А ведь за последние месяцы я здорово изменился, думал он. Как-то даже вырос психологически, что ли. И это к тридцати-то годам? Тэнго усмехнулся и невольно покачал головой. Поздравляю, приятель. С такой скоростью развития сколько тебе еще понадобится, чтобы окончательно повзрослеть?
И все-таки очень похоже на то, что все эти метаморфозы в нем вызвал «Воздушный кокон». Перекраивая повесть Фукаэри, он страстно хотел придать форму и тем историям, что до сих пор жили только в его душе. Да, этот текст зародил в нем страсть. На какую-то долю состоявшую из его подсознательной тяги к Аомамэ. Вот почему он стал так часто думать о ней. Воспоминания то и дело уносили его туда, в пустой полуденный класс двадцать лет назад. Точно волны, так и норовящие утянуть за собой любого, кто решил омыть ноги в морском прибое.
Он допил вторую банку пива до половины, вылил остатки в раковину. Недоеденные креветки с овощами переложил в тарелку поменьше, завернул в кулинарную пленку и спрятал в холодильник.
Перекусив, Тэнго сел за письменный стол, включил процессор и уставился в девственно-белое поле текстового редактора.
Да, переписывать прошлое смысла нет, здесь подруга права. Как бы старательно мы ни переписывали наше прошлое, вряд ли это серьезно повлияет на ситуацию, в которой нам довелось оказаться сегодня. Все-таки Время обладает достаточным сопротивлением, чтобы сводить на нет любые попытки искусственной корректуры. На одни исправления неизбежно лягут другие, и в итоге общее течение Времени вернет все на круги своя. Даже если что-то изменится в мелочах, человек по имени Тэнго останется человеком по имени Тэнго, какую реальность для него ни городи.
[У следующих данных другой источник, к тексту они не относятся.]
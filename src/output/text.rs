//! Human-readable text output

use crate::stats::Summary;
use crate::task::TaskResult;
use crate::util::time::{format_bytes, format_duration, format_number, format_rate, format_throughput};
use std::fmt::Write;

/// Print the run summary to stdout
pub fn print_summary(summary: &Summary) {
    print!("{}", render_summary(summary));
}

/// Render the run summary
///
/// A run that moved no data ends with an explicit warning block instead of
/// presenting zero throughput as a result.
pub fn render_summary(summary: &Summary) -> String {
    let mut out = String::new();
    // Writing to a String cannot fail
    let _ = write_summary(&mut out, summary);
    out
}

fn write_summary(out: &mut String, summary: &Summary) -> std::fmt::Result {
    writeln!(out, "═══════════════════════════════════════════════════════════")?;
    writeln!(out, "                    RUN SUMMARY ({})", summary.hostname)?;
    writeln!(out, "═══════════════════════════════════════════════════════════")?;
    writeln!(out)?;

    writeln!(out, "Elapsed Time: {}", format_duration(summary.elapsed))?;
    let modes: Vec<_> = summary.modes.iter().map(|m| m.label()).collect();
    writeln!(out, "Modes:        {}", if modes.is_empty() { "-".to_string() } else { modes.join(", ") })?;
    writeln!(out)?;

    writeln!(out, "Tasks:")?;
    writeln!(
        out,
        "  Completed: {} / {} attempted",
        format_number(summary.tasks_completed as u64),
        format_number(summary.tasks_attempted as u64)
    )?;
    if summary.tasks_failed > 0 {
        writeln!(out, "  Failed:    {}", format_number(summary.tasks_failed as u64))?;
    }
    if summary.stopped_early {
        writeln!(out, "  Stopped early (fail-fast)")?;
    }
    writeln!(out)?;

    writeln!(out, "Sessions:")?;
    writeln!(out, "  Established: {}", format_number(summary.sessions_established as u64))?;
    writeln!(out, "  Failed:      {}", format_number(summary.sessions_failed as u64))?;
    let lifetimes = &summary.session_lifetimes;
    if let (Some(p50), Some(p90), Some(p99), Some(max)) = (lifetimes.p50, lifetimes.p90, lifetimes.p99, lifetimes.max) {
        writeln!(
            out,
            "  Lifetime:    p50 {}  p90 {}  p99 {}  max {}",
            format_duration(p50),
            format_duration(p90),
            format_duration(p99),
            format_duration(max)
        )?;
    }
    writeln!(out)?;

    writeln!(out, "Data:")?;
    writeln!(out, "  Moved:   {}", format_bytes(summary.bytes_moved))?;
    writeln!(out, "  Written: {}", format_bytes(summary.bytes_written))?;
    writeln!(out, "  Files churned: {}", format_number(summary.files_churned))?;
    if summary.skipped_reads > 0 {
        writeln!(out, "  Skipped reads: {}", format_number(summary.skipped_reads))?;
    }
    writeln!(out)?;

    writeln!(out, "Throughput:")?;
    writeln!(out, "  Moved: {}", format_throughput(summary.throughput))?;
    writeln!(out, "  Write: {}", format_throughput(summary.write_throughput))?;
    writeln!(out, "  IOPS:  {}", format_rate(summary.iops))?;

    if summary.per_mode.len() > 1 {
        writeln!(out)?;
        writeln!(out, "Per Mode:")?;
        for (mode, totals) in &summary.per_mode {
            writeln!(
                out,
                "  {:<17} {}/{} tasks, {} moved, {} written, {} files",
                mode.label(),
                totals.completed,
                totals.tasks,
                format_bytes(totals.bytes_moved),
                format_bytes(totals.bytes_written),
                format_number(totals.files_churned)
            )?;
        }
    }

    if summary.no_data_moved {
        writeln!(out)?;
        writeln!(out, "WARNING: no data moved.")?;
        if summary.bytes_written > 0 {
            writeln!(
                out,
                "  {} written; written bytes are not counted as moved.",
                format_bytes(summary.bytes_written)
            )?;
        } else {
            writeln!(
                out,
                "  {} of {} tasks completed; check the server address, share name and credentials.",
                summary.tasks_completed, summary.tasks_attempted
            )?;
        }
    }

    writeln!(out, "═══════════════════════════════════════════════════════════")?;
    Ok(())
}

/// One line per task for verbose runs
pub fn format_task_result(result: &TaskResult) -> String {
    match &result.failure {
        None => format!(
            "[task {:>4}] {} ok in {}: {} moved, {} written, {} files",
            result.task_index,
            result.mode,
            format_duration(result.duration),
            format_bytes(result.bytes_transferred),
            format_bytes(result.bytes_written),
            result.files_created
        ),
        Some(failure) => format!(
            "[task {:>4}] {} FAILED during {} after {}: {}",
            result.task_index,
            result.mode,
            failure.phase,
            format_duration(result.duration),
            failure.message
        ),
    }
}

#[cfg(test)]
mod tests {
    use super::*;
    use crate::config::Mode;
    use crate::stats::aggregator::Aggregator;
    use crate::task::TaskPhase;
    use crate::workload::WorkloadOutcome;
    use std::time::Duration;

    #[test]
    fn test_no_data_warning() {
        let mut aggregator = Aggregator::new(1).with_hostname("loadgen-1");
        aggregator.add(&TaskResult::failed(0, Mode::Default, TaskPhase::Connect, "refused", Duration::ZERO));
        let text = render_summary(&aggregator.finish(Duration::from_secs(1)));

        assert!(text.contains("loadgen-1"));
        assert!(text.contains("WARNING: no data moved"));
        assert!(text.contains("0 / 1 attempted"));
    }

    #[test]
    fn test_write_only_warning_names_written_bytes() {
        let mut aggregator = Aggregator::new(1);
        let outcome = WorkloadOutcome {
            bytes_written: 1 << 20,
            ..Default::default()
        };
        aggregator.add(&TaskResult::completed(0, Mode::StreamingWrites, 0, outcome, Duration::from_secs(1)));
        let text = render_summary(&aggregator.finish(Duration::from_secs(1)));

        assert!(text.contains("WARNING: no data moved"));
        assert!(text.contains("not counted as moved"));
        assert!(!text.contains("check the server address"));
    }

    #[test]
    fn test_healthy_run_has_no_warning() {
        let mut aggregator = Aggregator::new(1);
        let outcome = WorkloadOutcome {
            bytes_read: 1 << 20,
            ..Default::default()
        };
        aggregator.add(&TaskResult::completed(0, Mode::StreamingReads, 1 << 20, outcome, Duration::from_secs(1)));
        let text = render_summary(&aggregator.finish(Duration::from_secs(1)));

        assert!(!text.contains("WARNING"));
        assert!(text.contains("streaming-reads"));
        assert!(text.contains("1.00 MB/s"));
    }

    #[test]
    fn test_format_task_result() {
        let failed = TaskResult::failed(7, Mode::RandomIo, TaskPhase::Attach, "access denied", Duration::ZERO);
        let line = format_task_result(&failed);
        assert!(line.contains("task    7"));
        assert!(line.contains("FAILED during attach"));
        assert!(line.contains("access denied"));
    }
}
Пожалуй, остается только одно: встать на распутье настоящего — и, беспристрастно вглядываясь в прошлое, переписывать вектор его движения в будущем. Другого пути просто нет.
От раскаянья и сокрушенья
Разрывается грешное сердце,
Дабы слезы мои, о верный Иисусе,
Обратились в миро на челе Твоем…
Таковы слова арии из «Страстей по Матфею» — той, что спела ему Фукаэри. Уже на следующий день заинтригованный Тэнго прослушал эту пластинку заново и прочел перевод либретто. Эта ария в самом начале «Страстей» — о том, что случилось с Иисусом в Вифании. Там он посетил дом человека, болевшего проказой, и какая-то женщина вдруг подошла и вылила Иисусу на голову целый горшок драгоценного масла для благовоний. Ученики Иисуса стали бранить ее за расточительство, дескать, это миро можно было продать за большие деньги и раздать их бедным. Однако Иисус осадил их, ответив, что женщина сотворила добро, ибо приготовила его тело к погребению.
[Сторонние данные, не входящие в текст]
//! Shared utilities: retry, client identity, logging, payloads, formatting

pub mod buffer;
pub mod identity;
pub mod logging;
pub mod retry;
pub mod time;
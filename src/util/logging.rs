//! Logging setup
//!
//! Installs a global `tracing` subscriber that writes every record at the
//! configured level to a timestamped file under the log directory, and mirrors
//! warnings and errors to stderr so the console stays readable while hundreds
//! of sessions run.

use anyhow::{Context, Result};
use std::fs::{self, File};
use std::path::{Path, PathBuf};
use std::sync::Mutex;
use tracing::Level;
use tracing_subscriber::fmt::writer::MakeWriterExt;
use tracing_subscriber::FmtSubscriber;

/// Name of the log file for a run started at `timestamp`
pub fn log_file_name(timestamp: chrono::DateTime<chrono::Local>) -> String {
    format!("tempest_{}.log", timestamp.format("%Y%m%d_%H%M%S"))
}

/// Initialize logging and return the log file path
///
/// Must be called at most once per process.
pub fn init_logging(log_dir: &Path, debug: bool) -> Result<PathBuf> {
    fs::create_dir_all(log_dir)
        .with_context(|| format!("Failed to create log directory: {}", log_dir.display()))?;

    let log_path = log_dir.join(log_file_name(chrono::Local::now()));
    let file = File::create(&log_path)
        .with_context(|| format!("Failed to create log file: {}", log_path.display()))?;

    let level = if debug { Level::DEBUG } else { Level::INFO };
    let writer = Mutex::new(file).and(std::io::stderr.with_max_level(Level::WARN));

    let subscriber = FmtSubscriber::builder()
        .with_max_level(level)
        .with_target(false)
        .with_thread_names(true)
        .with_ansi(false)
        .with_writer(writer)
        .finish();
    tracing::subscriber::set_global_default(subscriber)
        .context("Failed to install tracing subscriber")?;

    tracing::info!("Logging initialized. Log file: {}", log_path.display());
    Ok(log_path)
}
//! Configuration validation

use super::*;
use anyhow::Result;

/// Largest accepted block size
const MAX_BLOCK_SIZE: u64 = 64 * 1024 * 1024;

/// Validate complete configuration
pub fn validate_config(config: &Config) -> Result<()> {
    validate_share(&config.share)?;
    validate_workload(&config.workload)?;
    validate_runtime(&config.runtime)?;
    Ok(())
}

/// Validate share configuration
pub fn validate_share(share: &ShareConfig) -> Result<()> {
    if share.server.trim().is_empty() {
        anyhow::bail!("server must be specified");
    }
    if share.share.trim().is_empty() {
        anyhow::bail!("share must be specified");
    }
    Ok(())
}

/// Validate workload configuration
pub fn validate_workload(workload: &WorkloadConfig) -> Result<()> {
    if workload.block_size == 0 {
        anyhow::bail!("block_size must be greater than 0");
    }

    if workload.block_size > MAX_BLOCK_SIZE {
        anyhow::bail!(
            "block_size must be <= 64MB, got {}",
            workload.block_size
        );
    }

    if workload.max_file_size == 0 {
        anyhow::bail!("max_file_size must be greater than 0");
    }

    if workload.read_workers == 0 {
        anyhow::bail!("read_workers must be at least 1");
    }

    match workload.mode {
        Mode::RandomIo => {
            if workload.read_percent > 100 {
                anyhow::bail!(
                    "read_percent must be between 0 and 100, got {}",
                    workload.read_percent
                );
            }
            if workload.max_file_size < workload.block_size {
                anyhow::bail!(
                    "random-io needs max_file_size ({}) >= block_size ({})",
                    workload.max_file_size,
                    workload.block_size
                );
            }
        }
        Mode::Default => {
            if workload.churn_min > workload.churn_max {
                anyhow::bail!(
                    "churn_min ({}) must not exceed churn_max ({})",
                    workload.churn_min,
                    workload.churn_max
                );
            }
        }
        Mode::StreamingReads | Mode::ReadIops | Mode::StreamingWrites => {}
    }

    if workload.num_tasks == 0 {
        tracing::warn!("num_tasks is 0: the run will not open any sessions");
    }

    Ok(())
}

/// Validate runtime configuration
pub fn validate_runtime(runtime: &RuntimeConfig) -> Result<()> {
    if runtime.retry.max_attempts == 0 {
        anyhow::bail!("retry max_attempts must be at least 1");
    }

    if runtime.client_id.trim().is_empty() {
        anyhow::bail!("client id must be resolved before the run starts");
    }

    if runtime.client_id.contains(['/', '\\']) || runtime.client_id.contains("..") {
        anyhow::bail!("client id must be a single path component, got {}", runtime.client_id);
    }

    Ok(())
}

#[cfg(test)]
mod tests {
    use super::*;

    fn valid_config() -> Config {
        let mut config = Config::default();
        config.share.server = "nas01".to_string();
        config.share.share = "tempest".to_string();
        config.runtime.client_id = "0b6c3b2e-client".to_string();
        config
    }

    #[test]
    fn test_valid_config() {
        assert!(validate_config(&valid_config()).is_ok());
    }

    #[test]
    fn test_missing_server() {
        let mut config = valid_config();
        config.share.server.clear();
        assert!(validate_config(&config).is_err());
    }

    #[test]
    fn test_zero_block_size() {
        let mut config = valid_config();
        config.workload.block_size = 0;
        assert!(validate_config(&config).is_err());
    }

    #[test]
    fn test_random_io_read_percent() {
        let mut config = valid_config();
        config.workload.mode = Mode::RandomIo;
        config.workload.read_percent = 101;
        assert!(validate_config(&config).is_err());

        config.workload.read_percent = 100;
        assert!(validate_config(&config).is_ok());
    }

    #[test]
    fn test_random_io_file_smaller_than_block() {
        let mut config = valid_config();
        config.workload.mode = Mode::RandomIo;
        config.workload.block_size = 1024 * 1024;
        config.workload.max_file_size = 4096;
        assert!(validate_config(&config).is_err());
    }

    #[test]
    fn test_churn_bounds() {
        let mut config = valid_config();
        config.workload.churn_min = 50;
        config.workload.churn_max = 10;
        assert!(validate_config(&config).is_err());
    }

    #[test]
    fn test_zero_tasks_allowed() {
        let mut config = valid_config();
        config.workload.num_tasks = 0;
        assert!(validate_config(&config).is_ok());
    }

    #[test]
    fn test_unresolved_client_id() {
        let mut config = valid_config();
        config.runtime.client_id.clear();
        assert!(validate_config(&config).is_err());
    }

    #[test]
    fn test_client_id_with_separator() {
        let mut config = valid_config();
        config.runtime.client_id = "../escape".to_string();
        assert!(validate_config(&config).is_err());
    }
}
Женщина знала, что Иисус скоро умрет. И чтобы оплакать его, пролила на него благовоние. Знал о близкой кончине и сам Иисус. А потому сказал: «Где ни будет проповедано Евангелие сие в целом мире, сказано будет в память ее и о том, что она сделала»
[12]
.
Изменить свое будущее ни один из них, конечно, не мог.
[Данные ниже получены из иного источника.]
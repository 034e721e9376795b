//! Write payload generation
//!
//! Streaming writes reuse one pre-filled block for the whole file, random IO
//! refreshes its block before every write, and churn files are zero-filled.
//! Random content keeps server-side compression and deduplication from
//! flattering the numbers.

use rand::{RngCore, SeedableRng};
use rand_xoshiro::Xoshiro256PlusPlus;

/// Size of each churn placeholder file
pub const PLACEHOLDER_SIZE: usize = 4096;

/// Fill pattern for write buffers
#[derive(Debug, Clone, Copy, PartialEq, Eq)]
pub enum FillPattern {
    /// All zeros
    Zeros,
    /// Pseudo-random bytes
    Random,
}

/// Generator for write payloads
///
/// Each session task owns its own generator; nothing here is shared.
pub struct PayloadGenerator {
    rng: Xoshiro256PlusPlus,
}

impl PayloadGenerator {
    /// Generator seeded from OS entropy
    pub fn new() -> Self {
        Self {
            rng: Xoshiro256PlusPlus::from_entropy(),
        }
    }

    /// Deterministic generator (tests)
    pub fn with_seed(seed: u64) -> Self {
        Self {
            rng: Xoshiro256PlusPlus::seed_from_u64(seed),
        }
    }

    /// Allocate a block of `size` bytes filled with `pattern`
    pub fn block(&mut self, size: usize, pattern: FillPattern) -> Vec<u8> {
        let mut buf = vec![0u8; size];
        if pattern == FillPattern::Random {
            self.refill(&mut buf);
        }
        buf
    }

    /// Overwrite `buf` with fresh random bytes
    pub fn refill(&mut self, buf: &mut [u8]) {
        self.rng.fill_bytes(buf);
    }
}

impl Default for PayloadGenerator {
    fn default() -> Self {
        Self::new()
    }
}

#[cfg(test)]
mod tests {
    use super::*;

    #[test]
    fn test_zero_block() {
        let mut gen = PayloadGenerator::with_seed(1);
        let block = gen.block(PLACEHOLDER_SIZE, FillPattern::Zeros);
        assert_eq!(block.len(), PLACEHOLDER_SIZE);
        assert!(block.iter().all(|&b| b == 0));
    }

    #[test]
    fn test_random_block_not_constant() {
        let mut gen = PayloadGenerator::with_seed(7);
        let block = gen.block(4096, FillPattern::Random);
        assert!(block.iter().any(|&b| b != block[0]));
    }

    #[test]
    fn test_refill_changes_content() {
        let mut gen = PayloadGenerator::with_seed(42);
        let mut buf = gen.block(1024, FillPattern::Random);
        let before = buf.clone();
        gen.refill(&mut buf);
        assert_ne!(before, buf);
    }

    #[test]
    fn test_seeded_generators_agree() {
        let a = PayloadGenerator::with_seed(99).block(256, FillPattern::Random);
        let b = PayloadGenerator::with_seed(99).block(256, FillPattern::Random);
        assert_eq!(a, b);
    }
}
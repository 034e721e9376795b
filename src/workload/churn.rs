//! Default workload: data IO plus metadata churn
//!
//! One large task-specific file is written and read back, then a random
//! number of 4 KiB placeholder files is created in the client directory and
//! every one of them is deleted again. Deletion is best effort: a file that
//! cannot be removed is logged and left behind without failing the task.

use super::streaming_read::read_file;
use super::streaming_write::write_file;
use super::{ensure_directory, WorkloadContext, WorkloadOutcome, WorkloadStrategy};
use crate::config::Mode;
use crate::session::{join_path, with_file, AccessIntent, CreateDisposition, SessionResult};
use crate::util::buffer::{FillPattern, PayloadGenerator, PLACEHOLDER_SIZE};
use crate::util::retry::with_retry;
use rand::Rng;

pub struct Churn;

impl WorkloadStrategy for Churn {
    fn mode(&self) -> Mode {
        Mode::Default
    }

    fn prepare(&self, ctx: &WorkloadContext<'_>) -> SessionResult<String> {
        ensure_directory(ctx.tree, ctx.client_dir, &ctx.retry);
        Ok(ctx.working_file(self.mode()))
    }

    fn run(&self, ctx: &WorkloadContext<'_>, path: &str) -> SessionResult<WorkloadOutcome> {
        let mut outcome = WorkloadOutcome {
            bytes_written: write_file(ctx, path, ctx.workload.max_file_size)?,
            ..Default::default()
        };
        outcome.bytes_read = read_file(ctx, path)?;

        let count = churn_count(ctx.workload.churn_min, ctx.workload.churn_max, &mut rand::thread_rng());
        outcome.files_created = create_and_delete(ctx, count)? as u64;
        Ok(outcome)
    }
}

/// Number of placeholder files, uniform in `[min, max)`
///
/// An empty range yields `min`.
pub fn churn_count<R: Rng>(min: usize, max: usize, rng: &mut R) -> usize {
    if max <= min {
        min
    } else {
        rng.gen_range(min..max)
    }
}

/// Path of the `seq`-th placeholder file of a task
fn placeholder_path(ctx: &WorkloadContext<'_>, seq: usize) -> String {
    join_path(ctx.client_dir, &format!("{}_churn.{}", seq, ctx.task_index))
}

/// Create `count` placeholder files, then delete them all
///
/// Returns the number created. If a creation fails, the files created so far
/// are still deleted before the error is returned.
fn create_and_delete(ctx: &WorkloadContext<'_>, count: usize) -> SessionResult<usize> {
    let zeros = PayloadGenerator::new().block(PLACEHOLDER_SIZE, FillPattern::Zeros);
    let mut created = Vec::with_capacity(count);
    let mut failure = None;

    for seq in 0..count {
        let path = placeholder_path(ctx, seq);
        match create_placeholder(ctx, &path, &zeros) {
            Ok(()) => created.push(path),
            Err(e) => {
                failure = Some(e);
                break;
            }
        }
    }

    let mut leaked = 0;
    for path in &created {
        if let Err(e) = delete_file(ctx, path) {
            tracing::warn!("Task {}: failed to delete {}: {}", ctx.task_index, path, e);
            leaked += 1;
        }
    }
    tracing::debug!(
        "Task {}: churned {} files ({} left behind)",
        ctx.task_index,
        created.len(),
        leaked
    );

    match failure {
        Some(e) => Err(e),
        None => Ok(created.len()),
    }
}

fn create_placeholder(ctx: &WorkloadContext<'_>, path: &str, data: &[u8]) -> SessionResult<()> {
    let handle = with_retry(&ctx.retry, "create placeholder", || {
        ctx.tree.open(path, AccessIntent::Write, CreateDisposition::CreateOrOverwrite)
    })?;
    with_file(handle, |file| {
        with_retry(&ctx.retry, "write placeholder", || file.write_at(0, data)).map(|_| ())
    })
}

/// Delete through a delete-on-close open
fn delete_file(ctx: &WorkloadContext<'_>, path: &str) -> SessionResult<()> {
    with_retry(&ctx.retry, "delete", || {
        ctx.tree
            .open(path, AccessIntent::Delete, CreateDisposition::OpenExisting)?
            .close()
    })
}

#[cfg(test)]
mod tests {
    use super::super::test_support::*;
    use super::*;
    use crate::session::mock::{MockConnector, MockOpKind};
    use rand::SeedableRng;
    use rand_xoshiro::Xoshiro256PlusPlus;

    #[test]
    fn test_churn_count_bounds() {
        let mut rng = Xoshiro256PlusPlus::seed_from_u64(7);
        for _ in 0..1000 {
            let n = churn_count(10, 10_000, &mut rng);
            assert!((10..10_000).contains(&n));
        }
        assert_eq!(churn_count(5, 5, &mut rng), 5);
    }

    #[test]
    fn test_full_cycle() {
        let connector = MockConnector::new();
        let tree = attach(&connector);
        let workload = small_workload(Mode::Default);
        let ctx = context(tree.as_ref(), &workload);

        let path = Churn.prepare(&ctx).unwrap();
        let outcome = Churn.run(&ctx, &path).unwrap();

        assert_eq!(outcome.bytes_written, workload.max_file_size);
        assert_eq!(outcome.bytes_read, workload.max_file_size);
        assert_eq!(Churn.moved_bytes(&outcome), workload.max_file_size);
        assert!((3..6).contains(&outcome.files_created));

        // Only the large file survives
        assert_eq!(connector.file_count(), 1);
        assert_eq!(connector.count_ops(MockOpKind::Delete), outcome.files_created as usize);
        assert_eq!(connector.open_handles(), 0);
    }

    #[test]
    fn test_delete_failures_do_not_fail_task() {
        let connector = MockConnector::new();
        connector.set_fail_deletes(true);
        let tree = attach(&connector);
        let workload = small_workload(Mode::Default);
        let ctx = context(tree.as_ref(), &workload);

        let path = Churn.prepare(&ctx).unwrap();
        let outcome = Churn.run(&ctx, &path).unwrap();

        assert!(outcome.files_created >= 3);
        assert_eq!(connector.file_count(), 1 + outcome.files_created as usize);
        assert_eq!(connector.open_handles(), 0);
    }

    #[test]
    fn test_directory_failure_still_runs() {
        let connector = MockConnector::new();
        connector.set_fail_directory_create(true);
        let tree = attach(&connector);
        let workload = small_workload(Mode::Default);
        let ctx = context(tree.as_ref(), &workload);

        // The mock has no real directories, so file opens still succeed
        let path = Churn.prepare(&ctx).unwrap();
        assert!(Churn.run(&ctx, &path).is_ok());
    }
}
Тэнго снова закрыл глаза, глубоко вздохнул и принялся мысленно выстраивать в нужном порядке слова. Меняя их местами — так, чтобы образы получались как можно объемней, добиваясь оптимального ритма.
Словно Владимир Горовиц перед клавиатурой из восьмидесяти восьми клавиш, Тэнго занес руки над словопроцессором, выдержал паузу — и, вонзив пальцы в буквы, принялся выписывать слово за словом.
О реальности, в которой на вечернем небе с востока появляются две луны. О людях, что живут под этими лунами. И о времени, которое там течет.